**TASK ITEM**: Repeat verbatim, and only, the lines of the data below, beginning at the line that contains "a key range." and stopping after the line that contains "let entry_store = self.store.range_store;".
[Start of section]
impl<'a> RefDataLoader<'a> {
    /// Block on the stream lock, then build a loader in state NEW.
    pub(crate) fn acquire(
        store: &'a RefDataStore,
        stream: RefStreamDefinition,
        effective_time_ms: i64,
        interrupt: &InterruptFlag,
    ) -> StoreResult<Self> {
        let lock = store.locks.lock_interruptibly(&stream, interrupt)?;
        let commit_interval = match store.config.max_puts_before_commit {
            0 => None,
            n => Some(n),
        };
        Ok(Self {
            store,
            stream,
            effective_time_ms,
            state: LoaderState::New,
            overwrite_existing: false,
            txn: None,
            uid_cache: HashMap::new(),
            key_buffer: Some(store.pool.acquire()),
            commit_interval,
            puts_since_commit: 0,
            counts: LoadCounts::default(),
            failed: false,
            lock: Some(lock),
        })
    }

    pub fn stream(&self) -> &RefStreamDefinition {
        &self.stream
    }

    pub fn effective_time_ms(&self) -> i64 {
        self.effective_time_ms
    }

    pub fn state(&self) -> LoaderState {
        self.state
    }

    pub fn counts(&self) -> LoadCounts {
        self.counts
    }

    /// Whether a write of this load has failed.
    pub fn has_failed(&self) -> bool {
        self.failed
    }

    /// Commit after every `puts` successful puts. Must be at least one.
    pub fn set_commit_interval(&mut self, puts: usize) -> StoreResult<()> {
        if puts == 0 {
            return Err(StoreError::InvalidArgument(
                "commit interval must be at least 1".to_string(),
            ));
        }
        self.commit_interval = Some(puts);
        Ok(())
    }

    /// Record the load as in progress. Valid only from NEW.
    ///
    /// Returns whether the processing info record was written; an existing
    /// record is left alone unless `overwrite_existing` is set.
    pub fn initialise(&mut self, overwrite_existing: bool) -> StoreResult<bool> {
        self.require_state(LoaderState::New, "initialise")?;
        debug!(stream = %self.stream, overwrite_existing, "initialising loader");
        self.overwrite_existing = overwrite_existing;

        let written = self.guarded(|loader| {
            loader.begin_if_needed()?;
            let txn = loader.open_txn()?;
            let info = ProcessingInfo::new(now_ms(), loader.effective_time_ms, ProcessingState::LoadInProgress);
            loader
                .store
                .processing_info
                .put(txn, &loader.stream, &info, overwrite_existing)
        })?;

        self.state = LoaderState::Initialised;
        Ok(written)
    }

    /// Put a value against an exact key.
    pub fn put_key_value(&mut self, map: &MapDefinition, key: &str, value: &RefDataValue) -> StoreResult<PutOutcome> {
        trace!(map = %map.map_name, key, "put key value");
        let entry_store = self.store.key_value_store;
        self.put_entry(&entry_store, map, key, value)
    }

    /// Put a value against a key range.
    pub fn put_range_value(
        &mut self,
        map: &MapDefinition,
        range: KeyRange,
        value: &RefDataValue,
    ) -> StoreResult<PutOutcome> {
        trace!(map = %map.map_name, range = %range, "put range value");
        let entry_store = self.store.range_store;
        self.put_entry(&entry_store, map, &range, value)
    }

    /// Mark the load COMPLETE. Valid only from INITIALISED.
    pub fn complete_processing(&mut self) -> StoreResult<()> {
        self.complete_processing_as(ProcessingState::Complete)
    }

    /// Finish the load with the given final state (e.g. FAILED).
    pub fn complete_processing_as(&mut self, state: ProcessingState) -> StoreResult<()> {
        self.require_state(LoaderState::Initialised, "complete processing")?;
        self.guarded(|loader| {
            loader.begin_if_needed()?;
            let txn = loader.open_txn()?;
            loader
                .store
                .processing_info
                .update_state(txn, &loader.stream, state, now_ms())
        })?;
        self.state = LoaderState::Completed;

        let counts = &self.counts;
        info!(
            stream = %self.stream,
            state = %state,
            maps = self.uid_cache.len(),
            puts = counts.puts,
            new = counts.new_entries,
            replaced = counts.replaced_entries,
            unchanged = counts.unchanged_entries,
            removed = counts.removed_entries,
            ignored = counts.ignored,
            ignored_nulls = counts.ignored_nulls,
            "reference data load finished"
        );
        Ok(())
    }

    /// Commit any open transaction, return pooled buffers and release the
    /// stream lock, in that order.
    ///
    /// Closing a loader that was initialised but never completed logs a
    /// warning and still commits, so partial progress is kept and the
    /// stream stays LOAD_IN_PROGRESS. After a failed write the open batch
    /// is rolled back instead and the stream is marked FAILED. Closing
    /// twice is a no-op.
    pub fn close(&mut self) -> StoreResult<()> {
        if self.state == LoaderState::Closed {
            return Ok(());
        }
        if self.failed {
            warn!(
                stream = %self.stream,
                puts = self.counts.puts,
                "rolling back failed load"
            );
        } else if self.state == LoaderState::Initialised {
            warn!(
                stream = %self.stream,
                puts = self.counts.puts,
                "loader closed before processing completed"
            );
        }

        let committed = match self.txn.take() {
            Some(txn) if self.failed => txn
                .abort()
                .map_err(StoreError::from)
                .and_then(|()| self.record_failure()),
            Some(txn) => txn.commit().map_err(StoreError::from),
            None if self.failed => self.record_failure(),
            None => Ok(()),
        };
        self.key_buffer = None;
        self.uid_cache.clear();
        self.state = LoaderState::Closed;
        self.lock = None;
        debug!(stream = %self.stream, "loader closed");
        committed
    }

    /// Mark the stream FAILED in a fresh transaction, if it has a record.
    fn record_failure(&self) -> StoreResult<()> {
        let txn = self.store.env.begin_write()?;
        if self.store.processing_info.get(&txn, &self.stream)?.is_some() {
            self.store
                .processing_info
                .update_state(&txn, &self.stream, ProcessingState::Failed, now_ms())?;
        }
        txn.commit()?;
        Ok(())
    }

    /// Run a step that writes to the open transaction, remembering a failure
    /// so the batch is rolled back rather than committed.
    fn guarded<T>(&mut self, step: impl FnOnce(&mut Self) -> StoreResult<T>) -> StoreResult<T> {
        let result = step(self);
        if let Err(err) = &result {
            error!(stream = %self.stream, error = %err, "reference data load step failed");
            self.failed = true;
        }
        result
    }

    fn put_entry<S: EntryStore>(
        &mut self,
        entry_store: &S,
        map: &MapDefinition,
        key: &S::Key,
        value: &RefDataValue,
    ) -> StoreResult<PutOutcome> {
        self.require_state(LoaderState::Initialised, "put")?;
        self.guarded(|loader| loader.apply_put(entry_store, map, key, value))
    }

    fn apply_put<S: EntryStore>(
        &mut self,
        entry_store: &S,
        map: &MapDefinition,
        key: &S::Key,
        value: &RefDataValue,
    ) -> StoreResult<PutOutcome> {
        self.counts.puts += 1;
        self.begin_if_needed()?;
        let map_uid = self.uid_for(map)?;
        let typed = value.to_typed_bytes()?;

        let mut key_buffer = self.key_buffer.take().unwrap_or_else(|| self.store.pool.acquire());
        key_buffer.clear();
        entry_store.write_key(map_uid, key, &mut key_buffer)?;

        let value_store = &self.store.value_store;
        let txn = open_txn(&self.txn, &self.stream)?;
        let existing = entry_store.get_value_key(txn, &key_buffer)?;

        let outcome = match (existing, typed) {
            (None, None) => {
                self.counts.ignored_nulls += 1;
                PutOutcome::success()
            }
            (None, Some(typed)) => {
                let value_key = value_store.get_or_create_key(txn, &typed)?;
                entry_store.put_value_key(txn, &key_buffer, &value_key)?;
                self.counts.new_entries += 1;
                PutOutcome::success()
            }
            (Some(_), _) if !self.overwrite_existing => {
                self.counts.ignored += 1;
                PutOutcome::failed()
            }
            (Some(old_key), None) => {
                value_store.de_reference_or_delete_value(txn, &old_key)?;
                entry_store.delete(txn, &key_buffer)?;
                self.counts.removed_entries += 1;
                PutOutcome::replaced_entry()
            }
            (Some(old_key), Some(typed)) => {
                if value_store.are_values_equal(txn, &old_key, &typed)? {
                    self.counts.unchanged_entries += 1;
                } else {
                    // Take the new reference before the old one can be deleted.
                    let value_key = value_store.get_or_create_key(txn, &typed)?;
                    value_store.de_reference_or_delete_value(txn, &old_key)?;
                    entry_store.put_value_key(txn, &key_buffer, &value_key)?;
                    self.counts.replaced_entries += 1;
                }
                PutOutcome::replaced_entry()
            }
        };

        key_buffer.clear();
        self.key_buffer = Some(key_buffer);
        if outcome.is_success() {
            self.puts_since_commit += 1;
            self.commit_if_required()?;
        }
        Ok(outcome)
    }

    /// UID of `map`, from the loader's cache or the UID store.
    fn uid_for(&mut self, map: &MapDefinition) -> StoreResult<Uid> {
        if let Some(uid) = self.uid_cache.get(map) {
            return Ok(*uid);
        }
        let txn = self.open_txn()?;
        let uid = self.store.uid_store.get_or_create_uid(txn, map)?;
        self.uid_cache.insert(map.clone(), uid);
        Ok(uid)
    }

    fn commit_if_required(&mut self) -> StoreResult<()> {
        match self.commit_interval {
            Some(interval) if self.puts_since_commit >= interval => {
                if let Some(txn) = self.txn.take() {
                    txn.commit()?;
                    debug!(
                        stream = %self.stream,
                        put_count = self.counts.puts,
                        "committed intermediate batch"
                    );
                }
                self.puts_since_commit = 0;
                Ok(())
            }
            _ => Ok(()),
        }
    }

    fn begin_if_needed(&mut self) -> StoreResult<()> {
        if self.txn.is_none() {
            self.txn = Some(self.store.env.begin_write()?);
        }
        Ok(())
    }

    fn open_txn(&self) -> StoreResult<&WriteTransaction> {
        open_txn(&self.txn, &self.stream)
    }

    fn require_state(&self, expected: LoaderState, action: &str) -> StoreResult<()> {
        if self.failed {
            return Err(StoreError::IllegalState(format!(
                "cannot {action}, an earlier write of this load failed"
            )));
        }
        if self.state == expected {
            Ok(())
        } else {
            Err(StoreError::IllegalState(format!(
                "cannot {action} in state {}, expected {expected}",
                self.state
            )))
        }
    }
}
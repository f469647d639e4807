use thiserror::Error;

/// Errors produced by type operations.
#[derive(Debug, Error, PartialEq, Eq)]
pub enum TypeError {
    #[error("invalid byte length: expected {expected}, got {actual}")]
    InvalidLength { expected: usize, actual: usize },

    #[error("invalid unsigned byte width {0}, must be between 1 and 8")]
    InvalidWidth(usize),

    #[error("value {value} does not fit in {width} unsigned byte(s)")]
    ValueOutOfRange { value: u64, width: usize },

    /// Incrementing the highest UID would leave the 4-byte space.
    #[error("UID space exhausted, cannot allocate beyond {0}")]
    UidOverflow(u32),

    #[error("invalid key range [{from}, {to}): from must be less than to")]
    InvalidRange { from: i64, to: i64 },

    #[error("unknown processing state id {0}")]
    UnknownProcessingState(u8),

    #[error("serialization error: {0}")]
    Serialization(String),
}
use pretty_assertions::assert_eq;

use crate::lexer::{deindent, expand_env, indentation, tokenize_expr, tokenize_line, Keyword, Token};


fn toks(line: &str) -> Vec<Token> {
    tokenize_line(line, "test", 1)
        .expect("tokenization failed")
        .expect("expected tokens")
}

#[test]
fn blank_and_comment_lines() {
    assert_eq!(tokenize_line("", "test", 1).unwrap(), None);
    assert_eq!(tokenize_line("   \t ", "test", 1).unwrap(), None);
    assert_eq!(tokenize_line("# just a comment", "test", 1).unwrap(), None);
    assert_eq!(tokenize_line("  # indented comment", "test", 1).unwrap(), None);
}

#[test]
fn config_line() {
    assert_eq!(
        toks("config FOO"),
        vec![Token::Key(Keyword::Config), Token::Name("FOO".into())]
    );
}

#[test]
fn trailing_comment_is_dropped() {
    assert_eq!(
        toks("config FOO # not part of the statement"),
        vec![Token::Key(Keyword::Config), Token::Name("FOO".into())]
    );
}

#[test]
fn prompt_with_condition() {
    assert_eq!(
        toks("bool \"enable foo\" if BAR"),
        vec![
            Token::Key(Keyword::Bool),
            Token::Literal("enable foo".into()),
            Token::Key(Keyword::If),
            Token::Name("BAR".into()),
        ]
    );
}

#[test]
fn operators() {
    assert_eq!(
        toks("depends on A && (B || !C)"),
        vec![
            Token::Key(Keyword::Depends),
            Token::Key(Keyword::On),
            Token::Name("A".into()),
            Token::And,
            Token::OpenParen,
            Token::Name("B".into()),
            Token::Or,
            Token::Not,
            Token::Name("C".into()),
            Token::CloseParen,
        ]
    );
}

#[test]
fn relations() {
    assert_eq!(
        toks("default y if N > 3 && N <= 0x10 && M != n"),
        vec![
            Token::Key(Keyword::Default),
            Token::Name("y".into()),
            Token::Key(Keyword::If),
            Token::Name("N".into()),
            Token::Greater,
            Token::Name("3".into()),
            Token::And,
            Token::Name("N".into()),
            Token::LessEqual,
            Token::Name("0x10".into()),
            Token::And,
            Token::Name("M".into()),
            Token::Unequal,
            Token::Name("n".into()),
        ]
    );
}

#[test]
fn string_escapes() {
    assert_eq!(
        toks(r#"prompt "a \"quoted\" word and a backslash \\""#),
        vec![
            Token::Key(Keyword::Prompt),
            Token::Literal(r#"a "quoted" word and a backslash \"#.into()),
        ]
    );

    assert_eq!(
        toks(r"comment 'single \' quoted'"),
        vec![
            Token::Key(Keyword::Comment),
            Token::Literal("single ' quoted".into()),
        ]
    );
}

#[test]
fn unterminated_string_is_an_error() {
    assert!(tokenize_line("menu \"never closed", "test", 3).is_err());
}

#[test]
fn unknown_first_word_is_an_error() {
    assert!(tokenize_line("frobnicate FOO", "test", 7).is_err());
}

#[test]
fn dashed_help_spelling() {
    assert_eq!(toks("---help---"), vec![Token::Key(Keyword::Help)]);
    assert_eq!(toks("help"), vec![Token::Key(Keyword::Help)]);
}

#[test]
fn stray_characters_are_ignored() {
    // A single & or | is not an operator; unknowable bytes are skipped
    assert_eq!(
        toks("config A & $"),
        vec![Token::Key(Keyword::Config), Token::Name("A".into())]
    );
}

#[test]
fn expression_tokenization() {
    assert_eq!(
        tokenize_expr("FOO && m").unwrap(),
        vec![
            Token::Name("FOO".into()),
            Token::And,
            Token::Name("m".into()),
        ]
    );
}

#[test]
fn env_expansion() {
    std::env::set_var("KCONFIG_LEXER_TEST_VAR", "expanded");
    assert_eq!(
        expand_env("a $KCONFIG_LEXER_TEST_VAR b"),
        "a expanded b"
    );
    assert_eq!(
        expand_env("a $(KCONFIG_LEXER_TEST_VAR) b"),
        "a expanded b"
    );
    assert_eq!(expand_env("$KCONFIG_LEXER_TEST_UNSET_VAR"), "");

    assert_eq!(
        toks("menu \"$KCONFIG_LEXER_TEST_VAR menu\""),
        vec![
            Token::Key(Keyword::Menu),
            Token::Literal("expanded menu".into()),
        ]
    );
}

#[test]
fn env_expansion_is_not_recursive() {
    std::env::set_var("KCONFIG_LEXER_TEST_OUTER", "$KCONFIG_LEXER_TEST_INNER");
    std::env::set_var("KCONFIG_LEXER_TEST_INNER", "should not appear");
    assert_eq!(
        expand_env("$KCONFIG_LEXER_TEST_OUTER"),
        "$KCONFIG_LEXER_TEST_INNER"
    );
}

#[test]
fn indentation_and_deindent() {
    assert_eq!(indentation("    four"), 4);
    assert_eq!(indentation("\ttabbed"), 8);
    assert_eq!(indentation("  \tmixed"), 8);
    assert_eq!(indentation("none"), 0);

    assert_eq!(deindent("    text", 4), "text");
    assert_eq!(deindent("\t  text", 8), "  text");
    assert_eq!(deindent("  ", 4), "  ");
}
[End of section]
**RESULT**:
    /// Put a value against a key range.
    pub fn put_range_value(
        &mut self,
        map: &MapDefinition,
        range: KeyRange,
        value: &RefDataValue,
    ) -> StoreResult<PutOutcome> {
        trace!(map = %map.map_name, range = %range, "put range value");
        let entry_store = self.store.range_store;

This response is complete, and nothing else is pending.